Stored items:
+--
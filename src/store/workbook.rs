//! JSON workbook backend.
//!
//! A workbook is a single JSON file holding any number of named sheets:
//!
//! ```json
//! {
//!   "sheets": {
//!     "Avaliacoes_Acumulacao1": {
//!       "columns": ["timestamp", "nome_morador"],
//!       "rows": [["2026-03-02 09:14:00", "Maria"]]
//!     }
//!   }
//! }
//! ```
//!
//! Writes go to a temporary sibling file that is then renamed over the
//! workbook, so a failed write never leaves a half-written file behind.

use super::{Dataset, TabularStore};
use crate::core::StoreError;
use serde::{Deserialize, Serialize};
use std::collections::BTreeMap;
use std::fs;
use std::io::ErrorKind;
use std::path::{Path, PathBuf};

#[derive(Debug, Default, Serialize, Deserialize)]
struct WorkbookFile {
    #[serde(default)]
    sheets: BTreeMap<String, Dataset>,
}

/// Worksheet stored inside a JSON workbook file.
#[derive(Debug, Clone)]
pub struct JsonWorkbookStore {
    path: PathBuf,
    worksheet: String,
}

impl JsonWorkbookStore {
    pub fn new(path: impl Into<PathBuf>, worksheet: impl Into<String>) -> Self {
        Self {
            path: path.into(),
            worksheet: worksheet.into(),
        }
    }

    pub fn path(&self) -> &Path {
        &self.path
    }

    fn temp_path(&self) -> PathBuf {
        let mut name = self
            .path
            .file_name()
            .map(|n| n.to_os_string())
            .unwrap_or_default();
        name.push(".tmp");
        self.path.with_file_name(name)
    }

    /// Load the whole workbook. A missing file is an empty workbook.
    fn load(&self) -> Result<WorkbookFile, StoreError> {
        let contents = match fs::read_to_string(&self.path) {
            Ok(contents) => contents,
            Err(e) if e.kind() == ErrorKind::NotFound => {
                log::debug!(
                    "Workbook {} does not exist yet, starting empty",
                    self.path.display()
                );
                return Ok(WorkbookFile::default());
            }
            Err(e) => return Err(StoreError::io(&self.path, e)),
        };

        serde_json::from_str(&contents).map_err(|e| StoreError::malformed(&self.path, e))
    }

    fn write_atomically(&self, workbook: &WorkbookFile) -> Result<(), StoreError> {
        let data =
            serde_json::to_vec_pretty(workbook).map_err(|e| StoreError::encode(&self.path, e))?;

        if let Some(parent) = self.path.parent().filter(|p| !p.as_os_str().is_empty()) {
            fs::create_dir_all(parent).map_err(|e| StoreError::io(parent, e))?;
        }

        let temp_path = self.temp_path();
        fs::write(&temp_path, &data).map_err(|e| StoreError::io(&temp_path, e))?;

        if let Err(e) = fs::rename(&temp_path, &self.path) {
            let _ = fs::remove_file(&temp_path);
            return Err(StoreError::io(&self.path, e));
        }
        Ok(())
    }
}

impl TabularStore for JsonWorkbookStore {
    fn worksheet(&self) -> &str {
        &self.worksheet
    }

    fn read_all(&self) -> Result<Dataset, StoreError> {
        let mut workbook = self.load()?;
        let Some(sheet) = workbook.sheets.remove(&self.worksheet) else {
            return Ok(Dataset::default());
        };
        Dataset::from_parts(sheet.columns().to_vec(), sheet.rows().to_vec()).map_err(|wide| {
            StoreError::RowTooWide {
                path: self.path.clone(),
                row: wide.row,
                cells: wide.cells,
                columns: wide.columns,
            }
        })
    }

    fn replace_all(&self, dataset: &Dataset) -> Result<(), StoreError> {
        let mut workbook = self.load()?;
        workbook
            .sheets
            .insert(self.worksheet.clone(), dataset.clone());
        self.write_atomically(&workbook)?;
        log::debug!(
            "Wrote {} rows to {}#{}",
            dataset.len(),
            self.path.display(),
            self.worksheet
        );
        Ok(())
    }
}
+--
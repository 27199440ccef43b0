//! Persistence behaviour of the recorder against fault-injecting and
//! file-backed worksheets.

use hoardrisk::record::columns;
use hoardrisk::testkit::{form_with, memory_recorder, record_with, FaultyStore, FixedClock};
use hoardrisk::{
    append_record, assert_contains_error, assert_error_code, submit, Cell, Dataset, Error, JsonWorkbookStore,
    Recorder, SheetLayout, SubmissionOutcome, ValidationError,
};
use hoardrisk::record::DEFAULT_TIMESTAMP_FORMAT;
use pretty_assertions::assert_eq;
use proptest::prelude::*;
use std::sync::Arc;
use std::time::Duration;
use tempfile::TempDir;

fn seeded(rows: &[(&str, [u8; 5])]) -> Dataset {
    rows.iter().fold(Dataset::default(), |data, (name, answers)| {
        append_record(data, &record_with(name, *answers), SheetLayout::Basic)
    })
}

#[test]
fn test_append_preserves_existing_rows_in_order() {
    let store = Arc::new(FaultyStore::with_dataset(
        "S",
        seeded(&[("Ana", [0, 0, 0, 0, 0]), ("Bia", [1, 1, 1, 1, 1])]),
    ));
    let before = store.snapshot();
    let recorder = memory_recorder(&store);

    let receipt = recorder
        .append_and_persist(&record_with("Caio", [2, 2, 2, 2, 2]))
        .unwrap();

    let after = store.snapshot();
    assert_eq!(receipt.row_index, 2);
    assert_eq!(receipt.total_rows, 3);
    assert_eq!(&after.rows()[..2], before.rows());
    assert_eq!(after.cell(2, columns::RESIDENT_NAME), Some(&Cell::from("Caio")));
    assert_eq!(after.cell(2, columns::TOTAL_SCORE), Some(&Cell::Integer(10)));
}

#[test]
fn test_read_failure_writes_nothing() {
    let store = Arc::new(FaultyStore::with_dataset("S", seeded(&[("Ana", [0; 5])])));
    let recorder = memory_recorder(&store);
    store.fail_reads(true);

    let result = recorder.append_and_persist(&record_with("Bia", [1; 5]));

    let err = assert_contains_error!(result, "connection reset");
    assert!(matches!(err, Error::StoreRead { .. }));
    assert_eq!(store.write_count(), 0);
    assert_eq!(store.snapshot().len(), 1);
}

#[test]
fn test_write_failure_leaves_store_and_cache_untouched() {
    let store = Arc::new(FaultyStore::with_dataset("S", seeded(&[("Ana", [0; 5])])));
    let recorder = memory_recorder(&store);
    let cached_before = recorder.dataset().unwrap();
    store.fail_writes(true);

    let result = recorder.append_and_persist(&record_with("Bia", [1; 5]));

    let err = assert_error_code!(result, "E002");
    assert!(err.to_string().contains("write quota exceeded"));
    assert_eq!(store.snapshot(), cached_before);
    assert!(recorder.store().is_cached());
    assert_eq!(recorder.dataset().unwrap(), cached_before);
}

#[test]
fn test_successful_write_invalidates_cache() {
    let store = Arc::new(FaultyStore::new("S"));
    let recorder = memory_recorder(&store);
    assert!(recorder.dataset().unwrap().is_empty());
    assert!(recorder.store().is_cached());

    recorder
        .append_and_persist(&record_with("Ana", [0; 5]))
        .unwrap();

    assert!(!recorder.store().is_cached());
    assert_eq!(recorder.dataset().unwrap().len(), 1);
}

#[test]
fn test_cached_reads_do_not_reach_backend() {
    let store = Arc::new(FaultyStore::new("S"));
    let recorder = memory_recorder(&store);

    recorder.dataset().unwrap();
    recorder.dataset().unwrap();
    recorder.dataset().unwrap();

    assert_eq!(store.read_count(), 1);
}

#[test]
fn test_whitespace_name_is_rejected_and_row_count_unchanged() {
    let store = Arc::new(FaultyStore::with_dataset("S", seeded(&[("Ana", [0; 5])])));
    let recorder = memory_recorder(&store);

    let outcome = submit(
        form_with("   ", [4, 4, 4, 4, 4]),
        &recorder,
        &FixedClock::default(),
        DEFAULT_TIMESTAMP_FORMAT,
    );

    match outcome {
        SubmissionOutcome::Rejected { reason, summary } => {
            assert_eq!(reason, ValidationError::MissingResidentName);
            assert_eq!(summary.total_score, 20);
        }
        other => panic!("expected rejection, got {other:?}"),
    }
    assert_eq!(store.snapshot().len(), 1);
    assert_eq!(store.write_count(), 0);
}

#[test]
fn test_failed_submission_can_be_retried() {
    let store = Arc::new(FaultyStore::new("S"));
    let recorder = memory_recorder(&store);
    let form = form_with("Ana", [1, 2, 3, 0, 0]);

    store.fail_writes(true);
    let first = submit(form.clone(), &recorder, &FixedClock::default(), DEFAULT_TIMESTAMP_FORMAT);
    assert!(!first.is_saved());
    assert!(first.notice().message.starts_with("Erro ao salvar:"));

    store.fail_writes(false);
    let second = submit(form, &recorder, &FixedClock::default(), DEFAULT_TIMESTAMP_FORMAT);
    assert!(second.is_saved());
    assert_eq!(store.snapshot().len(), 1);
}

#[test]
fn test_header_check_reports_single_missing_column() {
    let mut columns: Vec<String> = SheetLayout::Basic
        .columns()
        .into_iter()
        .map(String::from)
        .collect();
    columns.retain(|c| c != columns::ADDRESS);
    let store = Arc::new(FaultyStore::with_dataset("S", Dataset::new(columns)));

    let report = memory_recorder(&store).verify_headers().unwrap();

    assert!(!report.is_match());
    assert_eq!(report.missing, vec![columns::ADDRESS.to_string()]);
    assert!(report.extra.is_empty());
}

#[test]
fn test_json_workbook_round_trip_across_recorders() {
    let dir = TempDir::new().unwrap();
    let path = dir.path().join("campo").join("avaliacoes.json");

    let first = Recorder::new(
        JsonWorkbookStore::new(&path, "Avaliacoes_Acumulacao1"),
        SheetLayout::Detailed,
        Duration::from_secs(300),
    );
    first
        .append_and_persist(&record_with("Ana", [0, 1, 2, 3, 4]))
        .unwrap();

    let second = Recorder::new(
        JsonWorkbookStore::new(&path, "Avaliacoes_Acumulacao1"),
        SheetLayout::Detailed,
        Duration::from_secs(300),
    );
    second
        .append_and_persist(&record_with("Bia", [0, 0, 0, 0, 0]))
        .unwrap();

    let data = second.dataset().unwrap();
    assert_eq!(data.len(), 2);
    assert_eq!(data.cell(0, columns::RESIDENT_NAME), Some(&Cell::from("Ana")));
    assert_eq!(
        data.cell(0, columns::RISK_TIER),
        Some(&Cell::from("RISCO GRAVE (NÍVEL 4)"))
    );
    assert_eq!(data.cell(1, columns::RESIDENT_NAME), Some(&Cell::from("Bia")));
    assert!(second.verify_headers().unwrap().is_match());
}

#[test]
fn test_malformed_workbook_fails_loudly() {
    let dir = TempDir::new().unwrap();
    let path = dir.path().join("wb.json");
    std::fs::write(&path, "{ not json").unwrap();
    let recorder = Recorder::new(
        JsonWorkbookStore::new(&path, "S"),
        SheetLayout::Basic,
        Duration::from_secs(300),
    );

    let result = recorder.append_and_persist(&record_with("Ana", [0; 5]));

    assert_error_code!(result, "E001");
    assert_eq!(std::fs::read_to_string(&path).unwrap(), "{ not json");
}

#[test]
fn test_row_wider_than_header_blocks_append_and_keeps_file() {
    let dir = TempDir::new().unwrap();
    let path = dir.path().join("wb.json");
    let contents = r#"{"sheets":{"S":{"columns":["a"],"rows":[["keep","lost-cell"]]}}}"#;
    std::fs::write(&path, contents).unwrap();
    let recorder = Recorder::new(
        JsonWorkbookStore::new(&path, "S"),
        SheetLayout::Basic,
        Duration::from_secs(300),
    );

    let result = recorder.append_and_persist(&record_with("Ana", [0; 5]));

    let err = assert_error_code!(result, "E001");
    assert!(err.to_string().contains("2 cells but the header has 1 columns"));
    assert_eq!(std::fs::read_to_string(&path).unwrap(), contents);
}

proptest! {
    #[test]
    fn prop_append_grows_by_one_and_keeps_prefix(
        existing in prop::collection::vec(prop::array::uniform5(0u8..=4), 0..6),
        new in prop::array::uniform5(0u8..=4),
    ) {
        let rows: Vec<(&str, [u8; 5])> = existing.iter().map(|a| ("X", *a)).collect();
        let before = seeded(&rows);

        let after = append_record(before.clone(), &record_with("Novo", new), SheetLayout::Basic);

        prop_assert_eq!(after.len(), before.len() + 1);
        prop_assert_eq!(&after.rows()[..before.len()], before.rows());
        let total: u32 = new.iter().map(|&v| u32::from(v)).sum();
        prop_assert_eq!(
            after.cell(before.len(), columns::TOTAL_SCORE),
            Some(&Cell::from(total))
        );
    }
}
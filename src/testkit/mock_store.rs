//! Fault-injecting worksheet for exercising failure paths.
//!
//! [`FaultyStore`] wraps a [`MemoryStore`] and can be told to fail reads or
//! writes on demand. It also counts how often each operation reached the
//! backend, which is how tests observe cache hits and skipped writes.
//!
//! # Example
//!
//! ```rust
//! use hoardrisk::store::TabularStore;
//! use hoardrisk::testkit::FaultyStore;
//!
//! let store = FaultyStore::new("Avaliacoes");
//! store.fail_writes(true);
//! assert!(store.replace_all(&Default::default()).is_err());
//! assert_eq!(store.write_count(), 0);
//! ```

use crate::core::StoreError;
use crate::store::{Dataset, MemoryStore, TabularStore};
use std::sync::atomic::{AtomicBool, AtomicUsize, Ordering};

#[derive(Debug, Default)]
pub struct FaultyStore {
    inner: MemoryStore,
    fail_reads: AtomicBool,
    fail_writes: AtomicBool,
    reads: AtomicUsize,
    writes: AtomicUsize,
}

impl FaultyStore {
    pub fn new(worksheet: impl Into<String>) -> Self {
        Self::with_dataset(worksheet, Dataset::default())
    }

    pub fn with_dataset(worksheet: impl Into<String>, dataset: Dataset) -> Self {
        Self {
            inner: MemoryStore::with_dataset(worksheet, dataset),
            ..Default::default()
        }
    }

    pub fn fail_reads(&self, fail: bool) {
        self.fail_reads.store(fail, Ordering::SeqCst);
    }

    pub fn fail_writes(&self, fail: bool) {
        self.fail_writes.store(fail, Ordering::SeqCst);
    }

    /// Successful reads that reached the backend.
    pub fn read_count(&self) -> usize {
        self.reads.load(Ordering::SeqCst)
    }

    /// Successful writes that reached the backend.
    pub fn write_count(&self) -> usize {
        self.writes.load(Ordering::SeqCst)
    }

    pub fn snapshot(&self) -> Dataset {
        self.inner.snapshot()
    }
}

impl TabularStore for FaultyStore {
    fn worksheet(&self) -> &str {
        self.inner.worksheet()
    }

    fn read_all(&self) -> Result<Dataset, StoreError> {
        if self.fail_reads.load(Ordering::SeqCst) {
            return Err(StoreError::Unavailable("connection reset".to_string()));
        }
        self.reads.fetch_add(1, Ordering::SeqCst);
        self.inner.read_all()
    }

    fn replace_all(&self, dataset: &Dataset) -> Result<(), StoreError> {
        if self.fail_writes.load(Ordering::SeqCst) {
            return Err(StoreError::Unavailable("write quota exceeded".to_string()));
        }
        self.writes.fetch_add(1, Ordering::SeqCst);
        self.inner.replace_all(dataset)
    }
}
+--
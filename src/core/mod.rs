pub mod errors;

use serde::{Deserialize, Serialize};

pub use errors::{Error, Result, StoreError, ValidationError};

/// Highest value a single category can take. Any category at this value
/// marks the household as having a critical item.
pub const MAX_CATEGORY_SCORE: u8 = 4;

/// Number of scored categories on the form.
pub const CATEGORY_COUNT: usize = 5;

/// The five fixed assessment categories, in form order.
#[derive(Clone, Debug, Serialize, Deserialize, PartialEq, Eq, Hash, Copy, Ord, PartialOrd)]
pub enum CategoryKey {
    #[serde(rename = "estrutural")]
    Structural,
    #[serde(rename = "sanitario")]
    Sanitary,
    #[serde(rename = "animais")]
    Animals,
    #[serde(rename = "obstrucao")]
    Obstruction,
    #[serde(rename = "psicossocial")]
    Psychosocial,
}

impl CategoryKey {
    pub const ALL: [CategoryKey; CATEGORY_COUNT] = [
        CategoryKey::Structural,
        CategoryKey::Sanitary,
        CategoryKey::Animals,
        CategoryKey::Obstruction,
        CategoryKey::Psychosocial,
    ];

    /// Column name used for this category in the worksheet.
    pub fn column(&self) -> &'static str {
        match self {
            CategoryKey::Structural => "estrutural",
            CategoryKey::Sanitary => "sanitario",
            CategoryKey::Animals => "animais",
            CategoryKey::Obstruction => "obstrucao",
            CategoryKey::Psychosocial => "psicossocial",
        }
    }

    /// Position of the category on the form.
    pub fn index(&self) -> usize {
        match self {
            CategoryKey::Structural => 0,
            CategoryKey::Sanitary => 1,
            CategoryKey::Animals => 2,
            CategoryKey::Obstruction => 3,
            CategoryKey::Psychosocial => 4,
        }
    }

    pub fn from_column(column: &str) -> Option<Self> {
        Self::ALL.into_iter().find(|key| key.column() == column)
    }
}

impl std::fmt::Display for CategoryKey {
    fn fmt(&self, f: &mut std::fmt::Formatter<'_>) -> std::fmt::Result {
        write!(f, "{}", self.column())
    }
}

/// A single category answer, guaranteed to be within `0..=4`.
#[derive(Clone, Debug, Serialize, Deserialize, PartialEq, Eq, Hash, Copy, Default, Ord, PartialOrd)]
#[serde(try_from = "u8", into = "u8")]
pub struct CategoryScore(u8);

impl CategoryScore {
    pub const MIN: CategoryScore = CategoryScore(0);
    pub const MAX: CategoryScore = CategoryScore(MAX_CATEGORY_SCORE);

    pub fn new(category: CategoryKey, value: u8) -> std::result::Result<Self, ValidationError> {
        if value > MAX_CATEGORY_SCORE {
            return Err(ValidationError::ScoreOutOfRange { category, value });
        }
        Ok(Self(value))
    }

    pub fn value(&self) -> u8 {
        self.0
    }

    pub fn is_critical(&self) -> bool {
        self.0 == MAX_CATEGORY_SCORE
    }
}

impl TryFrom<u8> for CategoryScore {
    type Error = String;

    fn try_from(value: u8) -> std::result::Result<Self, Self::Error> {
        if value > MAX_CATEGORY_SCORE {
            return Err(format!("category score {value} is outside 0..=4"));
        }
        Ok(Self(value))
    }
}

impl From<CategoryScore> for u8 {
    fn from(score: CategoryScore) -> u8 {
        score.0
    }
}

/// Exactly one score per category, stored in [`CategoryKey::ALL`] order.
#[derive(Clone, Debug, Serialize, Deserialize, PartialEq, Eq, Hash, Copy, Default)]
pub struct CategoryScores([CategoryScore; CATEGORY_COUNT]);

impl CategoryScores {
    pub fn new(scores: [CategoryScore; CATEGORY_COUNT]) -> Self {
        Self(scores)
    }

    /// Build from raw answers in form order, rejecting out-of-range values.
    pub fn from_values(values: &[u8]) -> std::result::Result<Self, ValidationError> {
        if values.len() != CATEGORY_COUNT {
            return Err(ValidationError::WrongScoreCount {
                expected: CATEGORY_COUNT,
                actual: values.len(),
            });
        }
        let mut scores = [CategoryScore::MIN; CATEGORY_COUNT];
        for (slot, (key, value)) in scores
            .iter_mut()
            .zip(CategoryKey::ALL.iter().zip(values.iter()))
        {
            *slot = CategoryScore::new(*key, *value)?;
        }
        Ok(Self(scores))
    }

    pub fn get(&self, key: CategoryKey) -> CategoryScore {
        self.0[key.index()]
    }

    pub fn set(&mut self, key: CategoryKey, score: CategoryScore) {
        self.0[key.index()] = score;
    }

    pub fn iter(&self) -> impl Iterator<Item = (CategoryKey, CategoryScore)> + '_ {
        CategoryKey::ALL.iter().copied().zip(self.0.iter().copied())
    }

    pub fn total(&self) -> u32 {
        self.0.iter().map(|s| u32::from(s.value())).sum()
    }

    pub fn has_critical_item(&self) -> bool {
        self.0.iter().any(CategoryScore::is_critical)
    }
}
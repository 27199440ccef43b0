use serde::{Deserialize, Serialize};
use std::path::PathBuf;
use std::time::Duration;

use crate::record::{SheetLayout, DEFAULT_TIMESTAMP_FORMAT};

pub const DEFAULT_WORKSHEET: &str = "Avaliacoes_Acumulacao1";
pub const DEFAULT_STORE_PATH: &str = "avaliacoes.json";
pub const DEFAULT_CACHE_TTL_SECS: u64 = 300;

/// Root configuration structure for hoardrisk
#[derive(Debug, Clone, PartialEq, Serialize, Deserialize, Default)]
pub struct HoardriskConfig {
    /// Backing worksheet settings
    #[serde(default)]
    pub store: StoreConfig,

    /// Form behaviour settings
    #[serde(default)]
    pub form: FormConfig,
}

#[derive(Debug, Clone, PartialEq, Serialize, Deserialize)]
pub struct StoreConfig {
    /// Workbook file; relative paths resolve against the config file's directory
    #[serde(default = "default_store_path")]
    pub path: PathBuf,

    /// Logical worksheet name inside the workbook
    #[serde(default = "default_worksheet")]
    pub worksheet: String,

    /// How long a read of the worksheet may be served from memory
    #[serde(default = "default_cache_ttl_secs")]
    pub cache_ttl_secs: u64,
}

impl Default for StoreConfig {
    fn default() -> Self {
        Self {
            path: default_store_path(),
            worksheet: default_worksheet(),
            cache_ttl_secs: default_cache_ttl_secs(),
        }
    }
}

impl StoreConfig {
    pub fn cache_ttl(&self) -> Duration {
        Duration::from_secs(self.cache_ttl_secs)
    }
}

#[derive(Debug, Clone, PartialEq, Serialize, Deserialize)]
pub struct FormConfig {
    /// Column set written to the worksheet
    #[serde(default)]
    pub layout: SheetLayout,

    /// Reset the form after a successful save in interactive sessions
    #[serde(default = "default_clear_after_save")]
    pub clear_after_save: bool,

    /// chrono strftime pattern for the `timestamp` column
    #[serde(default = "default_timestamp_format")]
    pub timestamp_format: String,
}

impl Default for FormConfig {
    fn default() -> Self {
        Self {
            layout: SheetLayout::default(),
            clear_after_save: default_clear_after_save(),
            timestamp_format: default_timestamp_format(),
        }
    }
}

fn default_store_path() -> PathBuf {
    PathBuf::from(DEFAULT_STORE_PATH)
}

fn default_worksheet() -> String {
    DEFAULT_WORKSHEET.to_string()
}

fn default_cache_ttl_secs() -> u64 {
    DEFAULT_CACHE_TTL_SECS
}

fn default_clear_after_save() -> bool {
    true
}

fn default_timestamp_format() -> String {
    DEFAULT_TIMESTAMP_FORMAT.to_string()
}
+--
TASK GOAL:
Above are the records. Print exactly, and only, the lines from the line with "fn write_atomically(&self, workbook: &WorkbookFile)" to the line with "if let Err(e)", both inclusive.

WRITTEN SOLUTION:
    fn write_atomically(&self, workbook: &WorkbookFile) -> Result<(), StoreError> {
        let data =
            serde_json::to_vec_pretty(workbook).map_err(|e| StoreError::encode(&self.path, e))?;

        if let Some(parent) = self.path.parent().filter(|p| !p.as_os_str().is_empty()) {
            fs::create_dir_all(parent).map_err(|e| StoreError::io(parent, e))?;
        }

        let temp_path = self.temp_path();
        fs::write(&temp_path, &data).map_err(|e| StoreError::io(&temp_path, e))?;

        if let Err(e) = fs::rename(&temp_path, &self.path) {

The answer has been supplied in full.